If there is complete occlusion this causes apnoea.
The apnoea leads to hypoxia and increasingly strenuous respiratory efforts.
The combination of hypoxia and effort to overcome obstruction wakes the patient up.
The awakening is so brief it’s not noticeable for the patient. This occurs throughout the night.
Symptoms of OSA.
Most common highest up…
Loud snoring
Daytime sleepiness
Unrefreshed sleep
Restless sleep
Morning headache
Nocturnal choking
Reduced libido
Mroning drunkenness
Ankle swelling
Causes of OSA.
Encroachment of pharynx such as obesity (fatty infiltration of pharyngeal tissues), large tonsils, craniofacial abnormalities and extra submucosal tissue (myxoedema)
Nasal obstruction like nasal deformities, rhinits, polyps and adenoids.
Respiratory depressant drugs like alcohol, sedatives, strong analgesics
Neuromuscular disease
How to diagnose OSA.
Relatives provide a snore-silence-snore cycle.
Symptom presentation such as poor concentration and waking up unrefreshed.
Patients are asked by Epworth Sleepiness Scale.
STOP BANG tool can be used to screen and differentiate from simple snoring.
Once the diagnosis is suspected, what further investigations should be done?
Overnight pulse oximetry, monitoring pulse and O2 levels done at home.
Nocturnal polygraphy can also be done.
What is the Epworth Sleepiness Scale?
A measure of excessive daytime sleepiness.
Broken into a chance of dozing from 0-3 when…
Sitting and reading,
Watching TV,
Sitting inactive in a public place,
Lying down to rest in the afternoon,
Sitting and talking to someone,
Sitting quietly after lunch,
In a car, while stopped for a few minutes in traffic.
What is a normal Epworth Sleepiness score?
<9
>9 might suggest OSA.
Explain the STOP BANG tool
Snoring?
Tiredness?
Observed apnoeas
Pressure (high BP)?
BMI? (>35)
Age? (>50)
Neck size? (> 43 cm male, 41 cm female)
Gender? (male)
Explain sleep-disordered investigation by overnight pulse oximetry, pulse monitoring and O2 levels.
Oximetry shows desaturations in a cyclical manner if OSA is suspected. The pattern is called sawtooth.
The oximetry desaturation index (ODI) measures the number of desaturations per hour.
This can determine the severity of sleep apnoea.

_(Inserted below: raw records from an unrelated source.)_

//! # Asset Picker
//!
//! A modal media frame for choosing or embedding a single asset.
//!
//! ## Philosophy
//!
//! - **Modal**: While the frame is open, nothing else interacts with it;
//!   completions are only accepted on an open frame
//! - **Two completion channels**: Direct library selection and remote URL
//!   embed, each yielding its own descriptor shape
//! - **Single instance friendly**: The frame is cheap to hold for a whole
//!   edit session; reopening reuses the same object
//! - **Testable**: Completions are explicit method calls returning events
//!
//! ## Example
//!
//! ```
//! use asset_picker::{MediaFrame, PickerEvent};
//! use content_types::AssetDescriptor;
//!
//! let mut frame = MediaFrame::single();
//! frame.open();
//!
//! let event = frame
//!     .complete_selection(vec![AssetDescriptor::new("http://x/a.png", "T", "C")])
//!     .unwrap();
//! assert!(matches!(event, PickerEvent::Selected(_)));
//! assert!(!frame.is_open());
//! ```

use content_types::{AssetDescriptor, EmbedDescriptor};
use thiserror::Error;

/// How many assets a frame allows per completion
#[derive(Debug, Clone, Copy, PartialEq, Eq)]
pub enum SelectionMode {
    /// At most one asset per completion
    Single,
    /// Any number of assets per completion
    Multiple,
}

/// Frame construction options
#[derive(Debug, Clone, Copy, PartialEq, Eq)]
pub struct FrameConfig {
    /// Selection mode for this frame
    pub selection: SelectionMode,
}

impl Default for FrameConfig {
    fn default() -> Self {
        Self {
            selection: SelectionMode::Single,
        }
    }
}

/// Completion event delivered by the frame
#[derive(Debug, Clone, PartialEq, Eq)]
pub enum PickerEvent {
    /// An asset was chosen from the library
    Selected(AssetDescriptor),
    /// A remote asset was embedded by URL
    Embedded(EmbedDescriptor),
    /// The frame closed without a completion
    Dismissed,
}

/// Error type for frame operations
#[derive(Debug, Clone, Error, PartialEq, Eq)]
pub enum PickerError {
    /// More than one asset was delivered to a single-selection frame
    #[error("Frame is single-selection but {0} assets were delivered")]
    MultipleSelectionUnsupported(usize),
}

/// Modal media frame
///
/// Constructed once per edit session and reused across opens. The frame
/// itself holds no asset state; it only arbitrates which completions are
/// deliverable.
#[derive(Debug, Clone, PartialEq, Eq)]
pub struct MediaFrame {
    config: FrameConfig,
    open: bool,
}

impl MediaFrame {
    /// Creates a new frame with the given options
    pub fn new(config: FrameConfig) -> Self {
        Self {
            config,
            open: false,
        }
    }

    /// Creates a single-selection frame
    pub fn single() -> Self {
        Self::new(FrameConfig::default())
    }

    /// Returns the frame's selection mode
    pub fn selection_mode(&self) -> SelectionMode {
        self.config.selection
    }

    /// Opens the frame
    ///
    /// Opening an already-open frame is a no-op.
    pub fn open(&mut self) {
        self.open = true;
    }

    /// Closes the frame without delivering a completion
    pub fn close(&mut self) {
        self.open = false;
    }

    /// Returns true while the frame is open
    pub fn is_open(&self) -> bool {
        self.open
    }

    /// Delivers a direct-selection completion
    ///
    /// Closes the frame. An empty selection or a closed frame yields
    /// `Dismissed`; a single-selection frame rejects more than one asset.
    pub fn complete_selection(
        &mut self,
        mut assets: Vec<AssetDescriptor>,
    ) -> Result<PickerEvent, PickerError> {
        if !self.open {
            return Ok(PickerEvent::Dismissed);
        }
        if self.config.selection == SelectionMode::Single && assets.len() > 1 {
            return Err(PickerError::MultipleSelectionUnsupported(assets.len()));
        }
        self.open = false;

        match assets.len() {
            0 => Ok(PickerEvent::Dismissed),
            _ => Ok(PickerEvent::Selected(assets.swap_remove(0))),
        }
    }

    /// Delivers a remote-embed completion
    ///
    /// Closes the frame. A closed frame yields `Dismissed`.
    pub fn complete_embed(&mut self, embed: EmbedDescriptor) -> PickerEvent {
        if !self.open {
            return PickerEvent::Dismissed;
        }
        self.open = false;
        PickerEvent::Embedded(embed)
    }

    /// Dismisses the frame without a completion
    pub fn dismiss(&mut self) -> PickerEvent {
        self.open = false;
        PickerEvent::Dismissed
    }
}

Overnight oximetry cannot distinguish between central and obstructive sleep apnoea.
How is this done?
By nocturnal polygraphy.
Explain nocturnal polygraphy.
Measures body posture, movements, breathing rate, EEG, and pulse oximetry.
This is only done when diagnosis is uncertain.
How is severity of OSA defined?
By apnoea-hypopnea index (AHI)
Explain AHI.
Number of episodes of apnoea or hypopnea per hour.
<5 is normal
5-15 is mild OSA
15-30 is moderate OSA
>30 is severe OSA
What is treatment based on in OSA?
On symptoms and quality of life not on severity in sleep studies.
Simple approach management of OSA.
Weight loss
Sleep decubitus instead of supine.
Avoid or reduce alcohol intake.
Treatment of OSA for snorers and mild OSA.
Mandibular advancement devices
Pharyngeal surgery as last resort.
Treatment of significant OSA.
Nasal CPAP
Gastroplasty/bypass
Very rarely tracheostomy
Treatment of severe OSA and CO2 retention.
NIV prior to CPAP if acidotic.
Compensated CO2 may reverse with CPAP alone.
What is CPAP?
Usually a nasal mask but can use mouth/nose masks as well.
Upper airways is splinted open with approx 10 cm H2O pressure.
This prevents the airway from collapsing.
Also prevents sleep fragmentation and ultimately daytime somnolence.
It also opens collapsed alveoli and improves V/Q mismatch.
Treatment ladder of OSA
Lifestyle changes with weight loss, sleeping on the side instead of back and avoiding or reducing alcohol (respiratory depressant).
If this is not enough and the symptoms and QOL are severly affected then you might want to move on to CPAP.
If this is still not enough or the person is not tolerating CPAP then surgery such as uvulopalatopharyngoplasty (UPPP) can be done. This is however rare.
Complications of OSA.
Can increase the risk of MI and stroke.